▶ _RECORDS FOR PROCESSING_:
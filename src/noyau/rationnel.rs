// src/noyau/rationnel.rs
//
// Valeur exacte : fraction n/d en forme réduite, dénominateur > 0.
// On s'appuie sur BigRational (num-rational) pour la normalisation et les
// opérateurs + - * ; ce module ajoute ce que le noyau pédagogique exige en
// plus : division vérifiée, clef canonique, comparaison croisée, tests de
// forme décimale.
//
// Règle d'erreur (deux niveaux) :
// - dénominateur nul passé à `normaliser` => panique (bug d'appelant,
//   la saisie utilisateur doit être filtrée en amont par le tokenizer)
// - division par zéro issue d'une saisie structurellement valide ("3÷0")
//   => Err("division par zéro"), jamais une panique

use num_bigint::BigInt;
use num_rational::BigRational;
use num_traits::{One, Signed, Zero};

use std::cmp::Ordering;

/// Rationnel exact, toujours normalisé (pgcd réduit, signe au numérateur).
pub type Rationnel = BigRational;

/// Construit un rationnel normalisé à partir d'un couple (n, d).
///
/// PANIQUE si d == 0 : invariant violé côté appelant.
/// Idempotent : re-normaliser un rationnel déjà réduit ne change rien.
pub fn normaliser(n: BigInt, d: BigInt) -> Rationnel {
    assert!(!d.is_zero(), "rationnel invalide : dénominateur nul");
    BigRational::new(n, d)
}

/// Rationnel entier n/1.
pub fn entier(n: i64) -> Rationnel {
    BigRational::from_integer(BigInt::from(n))
}

/// Raccourci n/d sur petits entiers (tests, candidats de distracteurs).
pub fn rat(n: i64, d: i64) -> Rationnel {
    normaliser(BigInt::from(n), BigInt::from(d))
}

/// Division vérifiée.
///
/// La division par zéro peut venir d'une saisie valide pour le validateur
/// (qui ne regarde que la structure), donc on la signale en erreur.
pub fn diviser(a: &Rationnel, b: &Rationnel) -> Result<Rationnel, String> {
    if b.is_zero() {
        return Err("division par zéro".into());
    }
    Ok(a / b)
}

/// Clef canonique "n/d" : deux rationnels sont égaux ssi leurs clefs le sont.
/// Sert au dédoublonnage des choix de QCM.
pub fn cle(r: &Rationnel) -> String {
    format!("{}/{}", r.numer(), r.denom())
}

/// Comparaison exacte par produits croisés (aucun flottant).
/// Les dénominateurs sont > 0 après normalisation, le sens est donc préservé.
pub fn comparer(a: &Rationnel, b: &Rationnel) -> Ordering {
    (a.numer() * b.denom()).cmp(&(b.numer() * a.denom()))
}

pub fn valeur_absolue(r: &Rationnel) -> Rationnel {
    r.abs()
}

/// La valeur admet-elle une écriture décimale d'au plus max_decimales
/// chiffres après la virgule ?
///
/// Après normalisation, "0.5" vaut 1/2 : le critère porte donc sur le
/// dénominateur réduit (facteurs premiers 2 et 5 seulement), et le nombre de
/// décimales nécessaires est max(a, b) pour d = 2^a * 5^b.
/// Un entier (d == 1) est un décimal valide à 0 décimale.
pub fn est_decimale(r: &Rationnel, max_decimales: u32) -> bool {
    let deux = BigInt::from(2);
    let cinq = BigInt::from(5);

    let mut d = r.denom().clone();
    let mut a = 0u32;
    let mut b = 0u32;

    while (&d % &deux).is_zero() {
        d /= &deux;
        a += 1;
    }
    while (&d % &cinq).is_zero() {
        d /= &cinq;
        b += 1;
    }

    d.is_one() && a.max(b) <= max_decimales
}

/// Écriture décimale finie, si elle existe (dénominateur 2^a * 5^b).
/// Retourne None sinon : on n'approxime jamais.
pub fn texte_decimal(r: &Rationnel) -> Option<String> {
    let dix = BigInt::from(10);

    // cherche k tel que d | 10^k (borne large, les saisies sont courtes)
    let mut puissance = BigInt::one();
    let mut k = 0u32;
    while !(&puissance % r.denom()).is_zero() {
        if k >= 32 {
            return None;
        }
        puissance *= &dix;
        k += 1;
    }

    let agrandi = r.numer() * (&puissance / r.denom());
    if k == 0 {
        return Some(agrandi.to_string());
    }

    let negatif = agrandi.is_negative();
    let chiffres = agrandi.magnitude().to_string();
    let chiffres = if chiffres.len() <= k as usize {
        format!("{}{}", "0".repeat(k as usize + 1 - chiffres.len()), chiffres)
    } else {
        chiffres
    };
    let coupe = chiffres.len() - k as usize;
    Some(format!(
        "{}{}.{}",
        if negatif { "-" } else { "" },
        &chiffres[..coupe],
        &chiffres[coupe..]
    ))
}
// src/noyau/controle.rs
//
// Contrôle syntaxique d'une suite de jetons, avant toute évaluation.
//
// Un seul balayage gauche-droite avec :
// - un compteur d'équilibre de parenthèses
// - la classe du jeton précédent (aucun / valeur / opérateur / ouvrante / fermante)
//
// Le contrôle ne regarde QUE la structure : un diviseur nul ("3÷0") passe ici
// et échoue à l'évaluation (division par zéro).
//
// Chaque refus donne un message lisible, avec l'indice du jeton fautif
// (1-based) quand il y en a un.

use super::jetons::{Jeton, Op};

/// Politique de saisie configurée par l'enseignant : opérateurs permis et
/// droit aux parenthèses. Lecture seule pour le noyau.
#[derive(Clone, Debug)]
pub struct ReglesSaisie {
    pub ops_autorises: Vec<Op>,
    pub parentheses_permises: bool,
}

impl Default for ReglesSaisie {
    fn default() -> Self {
        Self {
            ops_autorises: vec![Op::Plus, Op::Moins, Op::Fois, Op::Divise],
            parentheses_permises: true,
        }
    }
}

impl ReglesSaisie {
    pub fn sans_parentheses(ops: &[Op]) -> Self {
        Self {
            ops_autorises: ops.to_vec(),
            parentheses_permises: false,
        }
    }
}

#[derive(Clone, Copy, PartialEq, Eq)]
enum Classe {
    Aucun,
    Valeur,
    Operateur,
    Ouvrante,
    Fermante,
}

/// Vérifie la bonne formation d'une suite de jetons.
pub fn valider(jetons: &[Jeton], regles: &ReglesSaisie) -> Result<(), String> {
    if jetons.is_empty() {
        return Err("expression vide".into());
    }

    let mut equilibre: i64 = 0;
    let mut precedent = Classe::Aucun;

    for (indice, jeton) in jetons.iter().enumerate() {
        let position = indice + 1;

        match jeton {
            Jeton::Nombre { .. } | Jeton::Inconnue => {
                // deux opérandes sans opérateur entre eux
                if matches!(precedent, Classe::Valeur | Classe::Fermante) {
                    return Err(format!("jeton {position} : opérateur manquant avant l'opérande"));
                }
                precedent = Classe::Valeur;
            }

            Jeton::Operateur(op) => {
                if !matches!(precedent, Classe::Valeur | Classe::Fermante) {
                    return Err(format!("jeton {position} : opérateur mal placé"));
                }
                if !regles.ops_autorises.contains(op) {
                    return Err(format!(
                        "jeton {position} : opérateur '{}' non autorisé",
                        op.symbole()
                    ));
                }
                precedent = Classe::Operateur;
            }

            Jeton::Ouvrante => {
                if !regles.parentheses_permises {
                    return Err(format!("jeton {position} : parenthèses non autorisées"));
                }
                // la multiplication implicite doit déjà avoir été insérée
                if matches!(precedent, Classe::Valeur | Classe::Fermante) {
                    return Err(format!("jeton {position} : parenthèse ouvrante mal placée"));
                }
                equilibre += 1;
                precedent = Classe::Ouvrante;
            }

            Jeton::Fermante => {
                if !regles.parentheses_permises {
                    return Err(format!("jeton {position} : parenthèses non autorisées"));
                }
                if !matches!(precedent, Classe::Valeur | Classe::Fermante) {
                    return Err(format!("jeton {position} : parenthèse fermante mal placée"));
                }
                if equilibre == 0 {
                    return Err(format!(
                        "jeton {position} : parenthèse fermante sans ouvrante"
                    ));
                }
                equilibre -= 1;
                precedent = Classe::Fermante;
            }
        }
    }

    if equilibre != 0 {
        return Err("parenthèses non équilibrées".into());
    }
    if matches!(precedent, Classe::Operateur | Classe::Ouvrante) {
        return Err("expression incomplète".into());
    }

    Ok(())
}
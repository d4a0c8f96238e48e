// src/noyau/equation.rs
//
// Équations linéaires à une inconnue, apparaissant UNE seule fois :
//   "□+3=5", "(□-1)×2=10", "10÷□=4" …
//
// Démarche :
// 1. découpe sur le signe égal (= ou ＝, exactement un)
// 2. tokenisation + contrôle de chaque membre
// 3. un arbre Expr par membre, comptage des inconnues (total == 1 exigé)
// 4. pliage du membre constant, puis isolation récursive : à chaque noeud,
//    on inverse l'opération englobante en tenant compte de la position de
//    l'inconnue (− et ÷ ne sont pas commutatifs)
//
// Le solveur ne réécrit jamais la saisie : il rend les jetons d'origine des
// deux membres et la seule valeur dérivée, la réponse.
//
// Hors périmètre (refus propre, jamais d'approximation) : inconnue répétée,
// inconnue dans les deux membres, équations non linéaires.

use super::controle::{valider, ReglesSaisie};
use super::expr::Expr;
use super::jetons::{tokenize, Jeton};
use super::rationnel::{diviser, Rationnel};
use super::rpn::{from_rpn, to_rpn};

/// Résultat d'une résolution : les jetons d'origine + la réponse.
#[derive(Clone, Debug)]
pub struct Resolution {
    pub jetons_gauche: Vec<Jeton>,
    pub jetons_droite: Vec<Jeton>,
    pub reponse: Rationnel,
}

/// Découpe "gauche = droite" : exactement un signe égal (= ou ＝),
/// deux membres non vides. Contrôlé AVANT toute tokenisation.
pub fn decouper(texte: &str) -> Result<(&str, &str), String> {
    let positions: Vec<usize> = texte
        .char_indices()
        .filter(|(_, c)| *c == '=' || *c == '＝')
        .map(|(i, _)| i)
        .collect();

    match positions.len() {
        0 => Err("l'équation doit contenir un signe égal".into()),
        1 => {
            let i = positions[0];
            let separateur = texte[i..].chars().next().ok_or("équation illisible")?;
            let gauche = texte[..i].trim();
            let droite = texte[i + separateur.len_utf8()..].trim();
            if gauche.is_empty() || droite.is_empty() {
                return Err("un membre de l'équation est vide".into());
            }
            Ok((gauche, droite))
        }
        _ => Err("l'équation doit contenir un seul signe égal".into()),
    }
}

/// Analyse puis résout une équation saisie en texte.
pub fn resoudre_equation(texte: &str, regles: &ReglesSaisie) -> Result<Resolution, String> {
    let (gauche, droite) = decouper(texte)?;

    let jetons_gauche = tokenize(gauche)?;
    valider(&jetons_gauche, regles)?;
    let jetons_droite = tokenize(droite)?;
    valider(&jetons_droite, regles)?;

    let arbre_gauche = from_rpn(&to_rpn(&jetons_gauche)?)?;
    let arbre_droite = from_rpn(&to_rpn(&jetons_droite)?)?;

    let a_gauche = arbre_gauche.compter_inconnues();
    let a_droite = arbre_droite.compter_inconnues();

    match a_gauche + a_droite {
        0 => return Err("aucune inconnue trouvée dans l'équation".into()),
        1 => {}
        _ => {
            return Err(
                "inconnue répétée ou présente dans les deux membres (non pris en charge)".into(),
            )
        }
    }

    let (arbre_inconnue, arbre_constant) = if a_gauche == 1 {
        (&arbre_gauche, &arbre_droite)
    } else {
        (&arbre_droite, &arbre_gauche)
    };

    let cible = arbre_constant.evaluer_constante()?;
    let reponse = isoler_inconnue(arbre_inconnue, cible)?;

    Ok(Resolution {
        jetons_gauche,
        jetons_droite,
        reponse,
    })
}

/// Isolation récursive : "cible" est la valeur que doit prendre le sous-arbre
/// courant. À chaque noeud binaire, exactement une branche contient l'inconnue
/// (garanti par le comptage) ; on plie l'autre branche en constante et on
/// inverse l'opération, selon la position de l'inconnue :
///
/// ```text
///   op      inconnue à gauche      inconnue à droite
///   +       cible - connue         cible - connue
///   -       cible + connue         connue - cible
///   ×       cible ÷ connue         cible ÷ connue
///   ÷       cible × connue         connue ÷ cible
/// ```
///
/// Une constante "connue" nulle sous × (ou une cible nulle sous ÷ à droite)
/// ressort en "division par zéro".
fn isoler_inconnue(expr: &Expr, cible: Rationnel) -> Result<Rationnel, String> {
    use super::jetons::Op;

    match expr {
        Expr::Inconnue => Ok(cible),

        // le comptage interdit d'arriver sur une feuille constante
        Expr::Rat(_) => unreachable!("isolation sur une feuille constante"),

        Expr::Op(op, a, b) => {
            let inconnue_a_gauche = a.compter_inconnues() == 1;
            let (branche_inconnue, branche_connue): (&Expr, &Expr) =
                if inconnue_a_gauche { (a, b) } else { (b, a) };

            let connue = branche_connue.evaluer_constante()?;
            let prochaine_cible = match (op, inconnue_a_gauche) {
                (Op::Plus, _) => cible - connue,
                (Op::Moins, true) => cible + connue,
                (Op::Moins, false) => connue - cible,
                (Op::Fois, _) => diviser(&cible, &connue)?,
                (Op::Divise, true) => cible * connue,
                (Op::Divise, false) => diviser(&connue, &cible)?,
            };

            isoler_inconnue(branche_inconnue, prochaine_cible)
        }
    }
}
//! Tests fuzz safe : robustesse + déterminisme + limites contrôlées.
//!
//! But : marteler le noyau sans brûler la machine.
//! - RNG déterministe (seed fixe)
//! - tailles bornées, budget temps global
//! - on accepte certaines erreurs attendues (division par zéro, caractère
//!   non pris en charge, etc.) : le domaine est volontairement limité
//! - invariant clé : jamais de panique sur une saisie, propre ou sale
//!
//! Les équations fuzzées sont construites avec leur réponse connue d'avance :
//! le solveur doit la retrouver exactement.

use std::time::{Duration, Instant};

use num_traits::Zero;

use super::controle::ReglesSaisie;
use super::distracteurs::generer_choix;
use super::equation::resoudre_equation;
use super::eval::evaluer_expression;
use super::jetons::tokenize;
use super::rationnel::{cle, entier, rat, Rationnel};

/* ------------------------ RNG déterministe minimal ------------------------ */

#[derive(Clone)]
struct Rng {
    state: u64,
}
impl Rng {
    fn new(seed: u64) -> Self {
        Self { state: seed }
    }
    fn next_u32(&mut self) -> u32 {
        // LCG simple (déterministe)
        self.state = self.state.wrapping_mul(6364136223846793005).wrapping_add(1);
        (self.state >> 32) as u32
    }
    fn pick(&mut self, n: u32) -> u32 {
        if n == 0 {
            0
        } else {
            self.next_u32() % n
        }
    }
    fn coin(&mut self) -> bool {
        (self.next_u32() & 1) == 1
    }
}

/* ------------------------ Budget anti-gel ------------------------ */

fn budget(start: Instant, max: Duration) {
    if start.elapsed() > max {
        panic!("budget temps dépassé: {:?}", max);
    }
}

/* ------------------------ Helpers fuzz ------------------------ */

fn est_erreur_attendue(msg: &str) -> bool {
    // Liste blanche : erreurs *normales* pour un fuzz sur ce domaine.
    msg.contains("division par zéro")
        || msg.contains("caractère non pris en charge")
        || msg.contains("entrée vide")
        || msg.contains("expression")
        || msg.contains("jeton")
        || msg.contains("parenthèse")
        || msg.contains("inconnue")
        || msg.contains("signe égal")
        || msg.contains("membre")
}

/// Rationnel borné : entier dans [-9, 9] ou fraction de dénominateur <= 9.
fn gen_rationnel(rng: &mut Rng) -> Rationnel {
    let n = rng.pick(19) as i64 - 9;
    if rng.coin() {
        entier(n)
    } else {
        rat(n, rng.pick(8) as i64 + 2)
    }
}

fn gen_rationnel_non_nul(rng: &mut Rng) -> Rationnel {
    let r = gen_rationnel(rng);
    if r.is_zero() {
        entier(1)
    } else {
        r
    }
}

/// Écrit un rationnel comme le tokenizer le relit : "n" ou "n/d" collé.
fn texte_rationnel(r: &Rationnel) -> String {
    use num_traits::One;
    if r.denom().is_one() {
        r.numer().to_string()
    } else {
        format!("{}/{}", r.numer(), r.denom())
    }
}

/* ------------------------ Expressions bien formées ------------------------ */

/// Petite grammaire bornée : atome, binaire, parenthèses, signe.
fn gen_expression(rng: &mut Rng, profondeur: u32) -> String {
    if profondeur == 0 || rng.pick(4) == 0 {
        return texte_rationnel(&gen_rationnel(rng));
    }

    let a = gen_expression(rng, profondeur - 1);
    let b = gen_expression(rng, profondeur - 1);
    let op = match rng.pick(4) {
        0 => "+",
        1 => "-",
        2 => "×",
        _ => "÷",
    };

    if rng.coin() {
        format!("({a}) {op} ({b})")
    } else {
        format!("{a} {op} {b}")
    }
}

#[test]
fn fuzz_expressions_generees() {
    let start = Instant::now();
    let max = Duration::from_secs(10);
    let regles = ReglesSaisie::default();
    let mut rng = Rng::new(0xEC0C1E);

    for _ in 0..400 {
        budget(start, max);
        let texte = gen_expression(&mut rng, 3);

        match evaluer_expression(&texte, &regles) {
            Ok(_) => {}
            Err(e) => assert!(est_erreur_attendue(&e), "texte={texte:?} erreur={e:?}"),
        }

        // déterminisme : deux évaluations, même verdict
        assert_eq!(
            evaluer_expression(&texte, &regles),
            evaluer_expression(&texte, &regles),
            "texte={texte:?}"
        );
    }
}

/* ------------------------ Saisies sales ------------------------ */

#[test]
fn fuzz_saisies_sales() {
    let start = Instant::now();
    let max = Duration::from_secs(10);
    let regles = ReglesSaisie::default();
    let mut rng = Rng::new(0xBAD5EED);

    let alphabet: Vec<char> = "0123456789+-×÷*/:xX()□=＝. abc!?".chars().collect();

    for _ in 0..2000 {
        budget(start, max);

        let longueur = rng.pick(16) as usize;
        let texte: String = (0..longueur)
            .map(|_| alphabet[rng.pick(alphabet.len() as u32) as usize])
            .collect();

        // aucune panique admise, quel que soit le verdict
        let _ = tokenize(&texte);
        if let Err(e) = evaluer_expression(&texte, &regles) {
            assert!(est_erreur_attendue(&e), "texte={texte:?} erreur={e:?}");
        }
        let _ = resoudre_equation(&texte, &regles);
    }
}

/* ------------------------ Équations à réponse connue ------------------------ */

#[test]
fn fuzz_equations_construites() {
    let start = Instant::now();
    let max = Duration::from_secs(10);
    let regles = ReglesSaisie::default();
    let mut rng = Rng::new(0x51D0);

    for _ in 0..300 {
        budget(start, max);

        let reponse = gen_rationnel(&mut rng);
        let k = gen_rationnel_non_nul(&mut rng);
        let tk = texte_rationnel(&k);

        // une étape, toutes les positions de l'inconnue
        let (gauche, rhs): (String, Rationnel) = match rng.pick(6) {
            0 => (format!("□ + {tk}"), &reponse + &k),
            1 => (format!("□ - {tk}"), &reponse - &k),
            2 => (format!("□ × {tk}"), &reponse * &k),
            3 => (format!("□ ÷ {tk}"), &reponse / &k),
            4 => (format!("{tk} - □"), &k - &reponse),
            _ => {
                // k ÷ □ : il faut une réponse non nulle
                let reponse = if reponse.is_zero() { entier(1) } else { reponse.clone() };
                let equation = format!("{tk} ÷ □ = {}", texte_rationnel(&(&k / &reponse)));
                let resolu = resoudre_equation(&equation, &regles)
                    .unwrap_or_else(|e| panic!("équation {equation:?} : {e}"));
                assert_eq!(resolu.reponse, reponse, "équation={equation:?}");
                continue;
            }
        };

        let equation = format!("{gauche} = {}", texte_rationnel(&rhs));
        let resolu = resoudre_equation(&equation, &regles)
            .unwrap_or_else(|e| panic!("équation {equation:?} : {e}"));
        assert_eq!(resolu.reponse, reponse, "équation={equation:?}");
    }
}

#[test]
fn fuzz_equations_deux_etapes() {
    let start = Instant::now();
    let max = Duration::from_secs(10);
    let regles = ReglesSaisie::default();
    let mut rng = Rng::new(0xD0D0);

    for _ in 0..200 {
        budget(start, max);

        let reponse = gen_rationnel(&mut rng);
        let k1 = gen_rationnel_non_nul(&mut rng);
        let k2 = gen_rationnel_non_nul(&mut rng);

        // (□ ∘ k1) ∘ k2 = rhs, opérations inversibles garanties
        let (interieur, v1): (String, Rationnel) = if rng.coin() {
            (format!("□ + {}", texte_rationnel(&k1)), &reponse + &k1)
        } else {
            (format!("□ × {}", texte_rationnel(&k1)), &reponse * &k1)
        };
        let (gauche, rhs): (String, Rationnel) = if rng.coin() {
            (format!("({interieur}) - {}", texte_rationnel(&k2)), &v1 - &k2)
        } else {
            (format!("({interieur}) ÷ {}", texte_rationnel(&k2)), &v1 / &k2)
        };

        let equation = format!("{gauche} = {}", texte_rationnel(&rhs));
        let resolu = resoudre_equation(&equation, &regles)
            .unwrap_or_else(|e| panic!("équation {equation:?} : {e}"));
        assert_eq!(resolu.reponse, reponse, "équation={equation:?}");
    }
}

/* ------------------------ Distracteurs ------------------------ */

#[test]
fn fuzz_distracteurs_invariants() {
    let start = Instant::now();
    let max = Duration::from_secs(10);
    let mut rng = Rng::new(0xD15C);

    for _ in 0..300 {
        budget(start, max);

        let reponse = gen_rationnel(&mut rng);
        let choix = generer_choix(&reponse);

        assert_eq!(choix.valeurs.len(), 4, "réponse={reponse}");

        let mut clefs: Vec<String> = choix.valeurs.iter().map(cle).collect();
        clefs.sort();
        clefs.dedup();
        assert_eq!(clefs.len(), 4, "choix en doublon pour {reponse}");

        assert_eq!(
            cle(&choix.valeurs[choix.indice_correct]),
            cle(&reponse),
            "indice_correct faux pour {reponse}"
        );
    }
}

▶ _TO DO_: Out of the preceding entries, pull each line that contains the word "temps".

▶ _EXERCISE OUTPUT_:
//! - tailles bornées, budget temps global
        panic!("budget temps dépassé: {:?}", max);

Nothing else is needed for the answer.